GREAT CORNERS Four-winged dinosaurs didn’t have to splay out all their limbs to benefit from the rear pair, instead using the hind legs to maneuver in tight turns. 3-D reconstruction by David Krentz

Just what a dinosaur did with well-developed feathers on all four of its limbs has been a puzzle since the 2003 unveiling of roughly 130-million-year-old Microraptor gui fossils from northeastern China. The first reconstruction showed the small dinosaur gliding in the air with all four limbs extended outward. A later proposal lowered the hind-limb feathers for a Wright-Brothers biplane of wings. Both arrangements have drawn criticism.

In a simpler solution, the dinosaur could have kept its hind limbs under its body much of the time until needed for banking in a turn, Justin Hall of the University of Southern California said on October 20 at the annual meeting of the Society of Vertebrate Paleontology. Extending a feathery right leg a bit while veering left, or vice versa, could easily have shrunk the turning radius by a notable amount depending on the leg angle, he and his colleagues calculated.

That boost for agility makes more sense aerodynamically than keeping both Microraptor hind limbs extended, Hall said. The probable shape of the hind legs’ feather array wouldn’t have generated much lift, so the extra surface would have been worse than useless for straight-ahead moves. “For every surface, you pay a little drag tax,” said coauthor Michael Habib, also at USC.

In contrast, deft maneuvering would have helped the forest-dwelling M. gui cope with complex obstacles. Also, Habib said, the four-winged dinosaur still had the basic body shape of its terrestrial lineage, and feathered legs and a large tail fan could have helped compensate when in the air.

M. gui may be the best known of four-winged dinosaurs, but paleontologists have since found several more.
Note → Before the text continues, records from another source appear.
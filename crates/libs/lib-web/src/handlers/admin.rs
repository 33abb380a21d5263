//! # Admin Handlers
//!
//! Mounted behind [`crate::middleware::require_admin`] (HTTP Basic).
//!
//! - `GET /config-file`: the active route table.
//! - `POST /config-file`: validate a route document, write it atomically and reload.
//!   An invalid document is answered with 400 and never reaches disk.
//! - `POST /publish`: publish a [`SendingEmail`] on the notification bus.

use axum::{
    extract::{Json, State},
    http::StatusCode,
};
use lib_core::bus::NotificationBus;
use lib_core::dto::{ApiResponse, SendingEmail, TOPIC_SEND_MAIL};
use lib_core::routes::save_document;
use lib_core::{AppError, Config, RouteEntry, RouteTableHandle};
use serde::Serialize;
use std::sync::Arc;
use tracing::{info, warn};

#[derive(Debug, Serialize)]
pub struct RouteConfig {
    pub version: u64,
    pub services: Vec<RouteEntry>,
}

pub async fn get_config_file(
    State(routes): State<Arc<RouteTableHandle>>,
) -> Json<ApiResponse<RouteConfig>> {
    let table = routes.current();
    let config = RouteConfig {
        version: table.version(),
        services: table.entries().to_vec(),
    };
    Json(ApiResponse::ok("Success get config", config).with_total(table.len() as i64))
}

pub async fn update_config_file(
    State(config): State<Config>,
    State(routes): State<Arc<RouteTableHandle>>,
    body: String,
) -> Result<Json<ApiResponse<RouteConfig>>, AppError> {
    let entries = save_document(&config.route_config_path, &body)
        .await
        .map_err(|e| {
            warn!(error = %e, "[ADMIN] Route document rejected");
            AppError::InvalidInput(e.to_string())
        })?;

    // The watcher sees the same write; an identical reload keeps the version.
    let version = routes.reload_from_file(&config.route_config_path)?;
    info!(version, routes = entries.len(), "[ADMIN] Route document updated");

    let total = entries.len() as i64;
    let body = RouteConfig {
        version,
        services: entries,
    };
    Ok(Json(ApiResponse::ok("Success update config", body).with_total(total)))
}

pub async fn publish(
    State(bus): State<Arc<NotificationBus>>,
    Json(input): Json<SendingEmail>,
) -> Result<(StatusCode, Json<ApiResponse<()>>), AppError> {
    input.validate().map_err(AppError::InvalidInput)?;

    if !bus.publish(TOPIC_SEND_MAIL, &input).await {
        return Err(AppError::Internal("publish failed".to_string()));
    }
    Ok((StatusCode::OK, Json(ApiResponse::message("on publish"))))
}

#[cfg(test)]
mod tests {
    use super::*;
    use crate::server::{create_router, test_state};
    use axum::body::Body;
    use axum::http::{header, Request};
    use axum::Router;
    use lib_core::bus::BusHandler;
    use serde_json::{json, Value};
    use tower::ServiceExt;

    // "admin:s3cret"
    const BASIC: &str = "Basic YWRtaW46czNjcmV0";

    fn admin_config(route_path: &str) -> Config {
        Config {
            jwt_secret: "admin-test-secret-admin-test-secret-0123".to_string(),
            admin_username: Some("admin".to_string()),
            admin_password: Some("s3cret".to_string()),
            route_config_path: route_path.to_string(),
            csrf_enabled: false,
            ..Config::default()
        }
    }

    async fn send(app: &Router, req: Request<Body>) -> (StatusCode, Value) {
        let res = app.clone().oneshot(req).await.unwrap();
        let status = res.status();
        let bytes = axum::body::to_bytes(res.into_body(), usize::MAX).await.unwrap();
        (status, serde_json::from_slice(&bytes).unwrap_or(Value::Null))
    }

    fn post_config(auth: Option<&str>, body: String) -> Request<Body> {
        let mut builder = Request::builder()
            .method("POST")
            .uri("/config-file")
            .header(header::CONTENT_TYPE, "application/json");
        if let Some(auth) = auth {
            builder = builder.header(header::AUTHORIZATION, auth);
        }
        builder.body(Body::from(body)).unwrap()
    }

    #[tokio::test]
    async fn test_admin_api_hidden_when_unconfigured() {
        let config = Config {
            jwt_secret: "admin-test-secret-admin-test-secret-0123".to_string(),
            ..Config::default()
        };
        let app = create_router(test_state(config).await);
        let req = Request::builder()
            .uri("/config-file")
            .header(header::AUTHORIZATION, BASIC)
            .body(Body::empty())
            .unwrap();
        let (status, _) = send(&app, req).await;
        assert_eq!(status, StatusCode::NOT_FOUND);
    }

    #[tokio::test]
    async fn test_update_requires_credentials() {
        let dir = tempfile::tempdir().unwrap();
        let path = dir.path().join("config.json");
        let app = create_router(test_state(admin_config(path.to_str().unwrap())).await);

        let doc = json!([{"path": "/svc", "url": "http://127.0.0.1:9001"}]).to_string();
        let (status, _) = send(&app, post_config(None, doc.clone())).await;
        assert_eq!(status, StatusCode::UNAUTHORIZED);
        let (status, _) = send(&app, post_config(Some("Basic YWRtaW46d3Jvbmc="), doc)).await;
        assert_eq!(status, StatusCode::UNAUTHORIZED);
        assert!(!path.exists());
    }

    #[tokio::test]
    async fn test_valid_document_is_written_and_served() {
        let dir = tempfile::tempdir().unwrap();
        let path = dir.path().join("config.json");
        let state = test_state(admin_config(path.to_str().unwrap())).await;
        let app = create_router(state.clone());

        let doc = json!({"services": [
            {"path": "/svc", "url": "http://127.0.0.1:9001", "auth_protection": true}
        ]})
        .to_string();
        let (status, body) = send(&app, post_config(Some(BASIC), doc)).await;
        assert_eq!(status, StatusCode::OK);
        assert_eq!(body["total"], 1);

        assert!(path.exists());
        let entry = state.routes.match_path("/svc/items").unwrap();
        assert!(entry.require_auth);

        let req = Request::builder()
            .uri("/config-file")
            .header(header::AUTHORIZATION, BASIC)
            .body(Body::empty())
            .unwrap();
        let (status, body) = send(&app, req).await;
        assert_eq!(status, StatusCode::OK);
        assert_eq!(body["data"]["services"][0]["path"], "/svc");
    }

    #[tokio::test]
    async fn test_invalid_document_keeps_live_table() {
        let dir = tempfile::tempdir().unwrap();
        let path = dir.path().join("config.json");
        let state = test_state(admin_config(path.to_str().unwrap())).await;
        let app = create_router(state.clone());
        let before = state.routes.version();

        let dup = json!([
            {"path": "/svc", "url": "http://127.0.0.1:9001"},
            {"path": "/svc/", "url": "http://127.0.0.1:9002"}
        ])
        .to_string();
        let (status, body) = send(&app, post_config(Some(BASIC), dup)).await;
        assert_eq!(status, StatusCode::BAD_REQUEST);
        assert!(body["message"].as_str().unwrap().contains("duplicate"));

        let (status, _) = send(&app, post_config(Some(BASIC), "not json".to_string())).await;
        assert_eq!(status, StatusCode::BAD_REQUEST);

        assert!(!path.exists());
        assert_eq!(state.routes.version(), before);
    }

    struct Forward(tokio::sync::mpsc::Sender<SendingEmail>);

    #[async_trait::async_trait]
    impl BusHandler<SendingEmail> for Forward {
        async fn handle(&self, message: SendingEmail) -> Result<(), String> {
            self.0.send(message).await.map_err(|e| e.to_string())
        }
    }

    #[tokio::test]
    async fn test_publish_delivers_to_subscribers() {
        let dir = tempfile::tempdir().unwrap();
        let path = dir.path().join("config.json");
        let state = test_state(admin_config(path.to_str().unwrap())).await;
        let app = create_router(state.clone());

        let (tx, mut rx) = tokio::sync::mpsc::channel(4);
        state
            .bus
            .subscribe(TOPIC_SEND_MAIL, Arc::new(Forward(tx)))
            .await
            .unwrap();

        let req = Request::builder()
            .method("POST")
            .uri("/publish")
            .header(header::AUTHORIZATION, BASIC)
            .header(header::CONTENT_TYPE, "application/json")
            .body(Body::from(
                json!({"sender": "noreply@example.com", "subject": "Hi", "emails": []}).to_string(),
            ))
            .unwrap();
        let (status, body) = send(&app, req).await;
        assert_eq!(status, StatusCode::BAD_REQUEST);
        assert_eq!(body["message"], "emails cannot be empty");

        let req = Request::builder()
            .method("POST")
            .uri("/publish")
            .header(header::AUTHORIZATION, BASIC)
            .header(header::CONTENT_TYPE, "application/json")
            .body(Body::from(
                json!({
                    "sender": "noreply@example.com",
                    "subject": "Hi",
                    "emails": [{"name": "Alice", "email_addr": "alice@example.com"}]
                })
                .to_string(),
            ))
            .unwrap();
        let (status, body) = send(&app, req).await;
        assert_eq!(status, StatusCode::OK);
        assert_eq!(body["message"], "on publish");

        let delivered = tokio::time::timeout(std::time::Duration::from_secs(2), rx.recv())
            .await
            .unwrap()
            .unwrap();
        assert_eq!(delivered.emails[0].email_addr, "alice@example.com");
    }
}
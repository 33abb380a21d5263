//! # Core Library
//!
//! Core models, configuration, stores, route table, telemetry and notification bus for the gateway.

pub mod bus;
pub mod config;
pub mod dto;
pub mod error;
pub mod model;
pub mod routes;
pub mod telemetry;

// Re-export commonly used types
pub use config::Config;
pub use error::{AppError, Result};
pub use model::kv::{KvStore, MemoryStore, RedisStore, SharedKv, StoreError};
pub use model::store::{create_pool, run_migrations, DbPool};
pub use routes::{ConfigError, RouteEntry, RouteTable, RouteTableHandle};
pub use telemetry::{TelemetryRecord, TelemetrySink};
The researchers’ method of calculating an agility boost should work for all four-winged species, said coauthor Luis Chiappe of the Natural History Museum of Los Angeles County. And, Habib said, agility should matter regardless of whether a four-winged dinosaur could power along in sustained flight or just glide.

Powered flight and gliding downward have developed in quite different evolutionary branches, said Kevin Padian of the University of California, Berkeley. Maneuverability is certainly important to both, but he does not see gliding as an evolutionary baby step on a path toward powered flight.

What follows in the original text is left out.